I'm returning to ASA's after having spending the last 4 years working with Checkpoint firewalls. I am getting set up to port my current configuration from the Checkpoints over to the ASA's, so I'm starting from scratch.
I noticed that 8.3 came out recently, and I had to smile when I read the release notes. It seems that Cisco has taken the things I liked most about Checkpoint (mainly object-based configuration), and incorporated it into 8.3.
My configuration isn't too complex - I have a pair of 5540's that will be in active/passive failover. There will be a few NATs, but nothing too heavy. Where many ASA's protect business users from the Internet (most traffic being initiated from inside-to-outside), my situation is that the ASA's are protecting a fairly large website (99% of traffic is initiated from outside-to-inside). While I'll set up VPN, it's only for use by our admins to do remote administration and usage is really light.
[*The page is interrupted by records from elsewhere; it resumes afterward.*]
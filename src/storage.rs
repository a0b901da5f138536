//! Current-value storage
//!
//! `Values` is an immutable mapping from dependency type to its resolved
//! value. Contexts publish a fresh `Arc<Values>` on every change and never
//! mutate a published snapshot, so readers on other contexts are unaffected.

use crate::types::{AnyValue, Injectable, TypeKey};
use ahash::RandomState;
use std::collections::HashMap;
use std::sync::Arc;

/// Snapshot of the current values visible in a context.
#[derive(Clone, Default)]
pub struct Values {
    map: HashMap<TypeKey, AnyValue, RandomState>,
}

impl Values {
    /// Create an empty snapshot
    #[inline]
    pub fn new() -> Self {
        Self::default()
    }

    #[inline]
    pub(crate) fn insert(&mut self, key: TypeKey, value: AnyValue) -> Option<AnyValue> {
        self.map.insert(key, value)
    }

    #[inline]
    pub(crate) fn remove(&mut self, key: &TypeKey) -> Option<AnyValue> {
        self.map.remove(key)
    }

    /// Same value (by identity) stored under `key`
    #[inline]
    pub(crate) fn holds(&self, key: &TypeKey, value: &AnyValue) -> bool {
        self.map.get(key).is_some_and(|v| Arc::ptr_eq(v, value))
    }

    /// Get the value of `T`, if present
    #[inline]
    pub fn get<T: Injectable>(&self) -> Option<Arc<T>> {
        self.map
            .get(&TypeKey::of::<T>())
            .and_then(|any| Arc::clone(any).downcast::<T>().ok())
    }

    /// Get the type-erased value stored under `key`
    #[inline]
    pub fn get_any(&self, key: &TypeKey) -> Option<&AnyValue> {
        self.map.get(key)
    }

    /// Check if a value is present for `T`
    #[inline]
    pub fn contains<T: Injectable>(&self) -> bool {
        self.map.contains_key(&TypeKey::of::<T>())
    }

    /// Check if a value is present under `key`
    #[inline]
    pub fn contains_key(&self, key: &TypeKey) -> bool {
        self.map.contains_key(key)
    }

    /// Iterate over the types that have a value
    pub fn keys(&self) -> impl Iterator<Item = &TypeKey> {
        self.map.keys()
    }

    /// Iterate over all entries
    pub fn iter(&self) -> impl Iterator<Item = (&TypeKey, &AnyValue)> {
        self.map.iter()
    }

    /// Get number of values
    #[inline]
    pub fn len(&self) -> usize {
        self.map.len()
    }

    /// Check if empty
    #[inline]
    pub fn is_empty(&self) -> bool {
        self.map.is_empty()
    }
}

impl std::fmt::Debug for Values {
    fn fmt(&self, f: &mut std::fmt::Formatter<'_>) -> std::fmt::Result {
        f.debug_set().entries(self.map.keys()).finish()
    }
}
I'm aware of the 2GB memory requirement, and like I said, I don't have any existing config to upgrade. However, if there's a lot of NAT bugs or crashes, I'll stick with 8.2 until 8.3 stabilises a bit.
Does anyone have any input?
If the config is simple with no bidirectional which is called as twice nat in 8.3 etc.. I'd say go with 8.3.
People love the global acl and object based NAT configuration.
I'd suggest to configure from start using 8.3 and not configure in 8.2.2. and then issue an upgrade as we have seen issues with converting the config to 8.3 when policy nat is configured with "any" as destination etc.. You probably already read that in the RN.